Social inclusion and supported housing: A qualitative exploration of residents with co-occurring challenges and staff experiences
Abstract
Background: The promotion of social inclusion among persons facing co-occurring mental health and substance use challenges (i.e., co-occurring challenges) is an important aim. Despite the policy endorsement in Norwegian guidelines for mental health and substance use services for promoting social inclusion, persons with co-occurring challenges face greater challenges in experiencing social inclusion than the general population does. In Norway, some persons facing co-occurring challenges reside in supported housing. While the provision of supported housing is assumed to contribute positively to the goal of social inclusion, there is a need for more knowledge regarding residents’ experiences with social inclusion. Specifically, two dimensions of social inclusion, namely a sense of belonging and social participation, have been recognized as core issues deserving attention. Knowledge is also needed about staff’s experiences with promoting social inclusion for residents. While the literature on staff’s experiences in promoting social inclusion for residents appears to be scarce, scholars have emphasized the need to understand the role of economics in promoting social inclusion.

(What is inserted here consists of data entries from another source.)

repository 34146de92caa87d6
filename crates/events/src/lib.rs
//! Canonical event vocabulary for the order fulfillment saga.
//!
//! Every message exchanged between the fulfillment services is an
//! [`EventEnvelope`] wrapping one of the payloads in the closed
//! [`EventPayload`] catalog. Payloads are validated against their schema
//! before they are ever staged for publication; an envelope that fails
//! [`EventEnvelope::validate`] never reaches the wire.
//!
//! Schema evolution is by versioned type name (`order.OrderCreated.v1`):
//! an incompatible payload change introduces a new `…v2` variant rather
//! than mutating an existing one, so historical events stay replayable.

pub mod catalog;
pub mod envelope;
pub mod error;
pub mod status;

pub use catalog::{
    CompensationAction, CompensationRequested, DeadLetter, EventPayload, EventType,
    InventoryFailed, InventoryReserved, OrderCreated, OrderItem, OrderShipped, PaymentAuthorized,
    PaymentFailed, PaymentRefunded, RetryRequested, RetryStep, ShippingFailed,
};
pub use envelope::{EventEnvelope, EventEnvelopeBuilder};
pub use error::ValidationError;
pub use status::OrderStatus;

/// Result type for envelope and schema operations.
pub type Result<T> = std::result::Result<T, ValidationError>;
//! Payment service: authorizes the charge once inventory is held, stages
//! the compensations that unwind the saga, and executes refunds.

use std::collections::HashMap;
use std::sync::{Arc, RwLock};

use async_trait::async_trait;

use common::OrderId;
use events::{
    CompensationAction, CompensationRequested, EventEnvelope, EventPayload, EventType,
    PaymentAuthorized, PaymentFailed, PaymentRefunded, RetryStep,
};
use messaging::{BoxError, EventHandler, OutboxStore};

use crate::error::{Result, SagaError};
use crate::inventory::ORDER_TOTAL_HEADER;

/// The authorization/refund decision, injected like the other services.
#[async_trait]
pub trait PaymentDecision: Send + Sync {
    /// Attempts to authorize `amount`; `Ok` carries the authorization id.
    async fn authorize(
        &self,
        order_id: OrderId,
        amount: i64,
    ) -> std::result::Result<String, String>;

    /// Refunds a previously authorized charge; `Ok` carries the refund id.
    async fn refund(&self, order_id: OrderId, amount: i64) -> std::result::Result<String, String>;
}

#[derive(Debug, Default)]
struct SimulatedPaymentsState {
    authorizations: HashMap<OrderId, (String, i64)>,
    next_auth: u32,
    next_refund: u32,
    fail_authorize: bool,
}

/// Deterministic in-memory payment provider.
#[derive(Debug, Clone, Default)]
pub struct SimulatedPayments {
    state: Arc<RwLock<SimulatedPaymentsState>>,
}

impl SimulatedPayments {
    pub fn new() -> Self {
        Self::default()
    }

    pub fn set_fail_authorize(&self, fail: bool) {
        self.state.write().unwrap().fail_authorize = fail;
    }

    pub fn authorized_amount(&self, order_id: OrderId) -> Option<i64> {
        self.state
            .read()
            .unwrap()
            .authorizations
            .get(&order_id)
            .map(|(_, amount)| *amount)
    }
}

#[async_trait]
impl PaymentDecision for SimulatedPayments {
    async fn authorize(
        &self,
        order_id: OrderId,
        amount: i64,
    ) -> std::result::Result<String, String> {
        let mut state = self.state.write().unwrap();
        if state.fail_authorize {
            return Err("card declined".to_string());
        }
        state.next_auth += 1;
        let auth_id = format!("AUTH-{:04}", state.next_auth);
        state
            .authorizations
            .insert(order_id, (auth_id.clone(), amount));
        Ok(auth_id)
    }

    async fn refund(&self, order_id: OrderId, _amount: i64) -> std::result::Result<String, String> {
        let mut state = self.state.write().unwrap();
        if state.authorizations.remove(&order_id).is_none() {
            return Err("no authorization on file".to_string());
        }
        state.next_refund += 1;
        Ok(format!("REF-{:04}", state.next_refund))
    }
}

/// Consumer side of the payment service.
///
/// A declined authorization immediately stages the inventory release in
/// the same handling, so the reservation never dangles; a shipping
/// failure turns into a refund request the same way. Authorized amounts
/// are remembered until the charge is refunded, at which point the order
/// is settled and the entry is dropped.
pub struct PaymentHandler {
    decision: Arc<dyn PaymentDecision>,
    outbox: Arc<dyn OutboxStore>,
    amounts: RwLock<HashMap<OrderId, i64>>,
}

impl PaymentHandler {
    pub fn new(decision: Arc<dyn PaymentDecision>, outbox: Arc<dyn OutboxStore>) -> Self {
        Self {
            decision,
            outbox,
            amounts: RwLock::new(HashMap::new()),
        }
    }

    fn remembered_amount(&self, order_id: OrderId) -> Option<i64> {
        self.amounts.read().unwrap().get(&order_id).copied()
    }

    async fn run_authorization(
        &self,
        cause: &EventEnvelope,
        order_id: OrderId,
        amount: i64,
    ) -> Result<()> {
        match self.decision.authorize(order_id, amount).await {
            Ok(auth_id) => {
                let payload = EventPayload::PaymentAuthorized(PaymentAuthorized {
                    order_id,
                    amount,
                    auth_id,
                });
                let envelope = cause.follow(&payload)?;
                self.outbox.enqueue(envelope.topic(), &envelope).await?;
                metrics::counter!("payments_authorized_total").increment(1);
                tracing::info!(order_id = %order_id, amount, "payment authorized");
            }
            Err(reason) => {
                let failed = cause.follow(&EventPayload::PaymentFailed(PaymentFailed {
                    order_id,
                    reason: reason.clone(),
                }))?;
                self.outbox.enqueue(failed.topic(), &failed).await?;

                // The reservation behind this charge must not outlive the
                // declined payment.
                let release = cause.follow(&EventPayload::CompensationRequested(
                    CompensationRequested {
                        order_id,
                        action: CompensationAction::ReleaseInventory,
                    },
                ))?;
                self.outbox.enqueue(release.topic(), &release).await?;

                metrics::counter!("payments_failed_total").increment(1);
                tracing::warn!(order_id = %order_id, %reason, "payment declined");
            }
        }
        Ok(())
    }

    async fn run_refund(&self, cause: &EventEnvelope, order_id: OrderId) -> Result<()> {
        let amount = self
            .remembered_amount(order_id)
            .ok_or(SagaError::UnknownStep(order_id))?;
        let refund_id = self
            .decision
            .refund(order_id, amount)
            .await
            .map_err(SagaError::PaymentService)?;

        let payload = EventPayload::PaymentRefunded(PaymentRefunded {
            order_id,
            amount,
            refund_id,
        });
        let envelope = cause.follow(&payload)?;
        self.outbox.enqueue(envelope.topic(), &envelope).await?;
        self.amounts.write().unwrap().remove(&order_id);
        metrics::counter!("payments_refunded_total").increment(1);
        tracing::info!(order_id = %order_id, amount, "payment refunded");
        Ok(())
    }
}

#[async_trait]
impl EventHandler for PaymentHandler {
    fn name(&self) -> &str {
        "payment-service"
    }

    fn topics(&self) -> Vec<&'static str> {
        vec![
            EventType::InventoryReserved.topic(),
            EventType::ShippingFailed.topic(),
            EventType::RetryRequested.topic(),
            EventType::CompensationRequested.topic(),
        ]
    }

    async fn handle(&self, envelope: &EventEnvelope) -> std::result::Result<(), BoxError> {
        match envelope.decode()? {
            EventPayload::InventoryReserved(p) => {
                let amount = envelope
                    .headers
                    .get(ORDER_TOTAL_HEADER)
                    .and_then(|v| v.parse::<i64>().ok())
                    .unwrap_or(0);
                self.amounts.write().unwrap().insert(p.order_id, amount);
                self.run_authorization(envelope, p.order_id, amount).await?;
            }
            EventPayload::ShippingFailed(p) => {
                // Shipping could not complete; ask for the charge back.
                let refund = envelope.follow(&EventPayload::CompensationRequested(
                    CompensationRequested {
                        order_id: p.order_id,
                        action: CompensationAction::RefundPayment,
                    },
                ))?;
                self.outbox
                    .enqueue(refund.topic(), &refund)
                    .await
                    .map_err(SagaError::from)?;
                tracing::info!(order_id = %p.order_id, "refund compensation staged");
            }
            EventPayload::RetryRequested(p) => {
                if p.step == RetryStep::Payment {
                    let amount = self
                        .remembered_amount(p.order_id)
                        .ok_or(SagaError::UnknownStep(p.order_id))?;
                    self.run_authorization(envelope, p.order_id, amount).await?;
                }
            }
            EventPayload::CompensationRequested(p) => {
                if p.action == CompensationAction::RefundPayment {
                    self.run_refund(envelope, p.order_id).await?;
                }
            }
            EventPayload::OrderCreated(_)
            | EventPayload::InventoryFailed(_)
            | EventPayload::PaymentAuthorized(_)
            | EventPayload::PaymentFailed(_)
            | EventPayload::PaymentRefunded(_)
            | EventPayload::OrderShipped(_)
            | EventPayload::DeadLetter(_) => {
                tracing::warn!(event_type = %envelope.event_type, "unexpected event, ignoring");
            }
        }
        Ok(())
    }
}
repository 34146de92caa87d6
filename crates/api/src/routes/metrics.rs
//! Prometheus metrics endpoint.

use axum::extract::State;
use axum::http::StatusCode;
use axum::response::IntoResponse;
use metrics_exporter_prometheus::PrometheusHandle;

/// GET /metrics — returns Prometheus-formatted metrics.
pub async fn get(State(handle): State<PrometheusHandle>) -> impl IntoResponse {
    (
        StatusCode::OK,
        [(
            axum::http::header::CONTENT_TYPE,
            "text/plain; version=0.0.4; charset=utf-8",
        )],
        handle.render(),
    )
}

Aims: This project aimed to develop scientific knowledge that can contribute to the promotion of social inclusion, specifically focusing on a sense of belonging and social participation for persons with co-occurring challenges living in supported housing. The current project was conducted as part of a parent research project that aimed to promote recovery and recovery-oriented practices in supported housing. Social inclusion is widely recognized as a pivotal element in a person’s recovery process. In this project, residents’ experiences of social inclusion and the experiences of staff in promoting social inclusion for this group were explored and described. Furthermore, findings from published qualitative research addressing social inclusion for this group were systematically identified and analyzed. The current project consists of three studies. Study 1 aimed to explore and describe residents with co-occurring challenges sense of belonging to the supported housing site and the community context. As well as staff’s experiences promoting residents’ sense of belonging within and outside the housing site. Study 2 aimed to explore and describe staff’s experiences with promoting social participation for residents with co-occurring challenges. The study focused on how economics (i.e., financial resources) influenced staff’s efforts. Study 3 aimed to synthesize findings from qualitative studies that addressed social inclusion in a supported housing context from the perspectives of residents with mental health and/or substance use challenges.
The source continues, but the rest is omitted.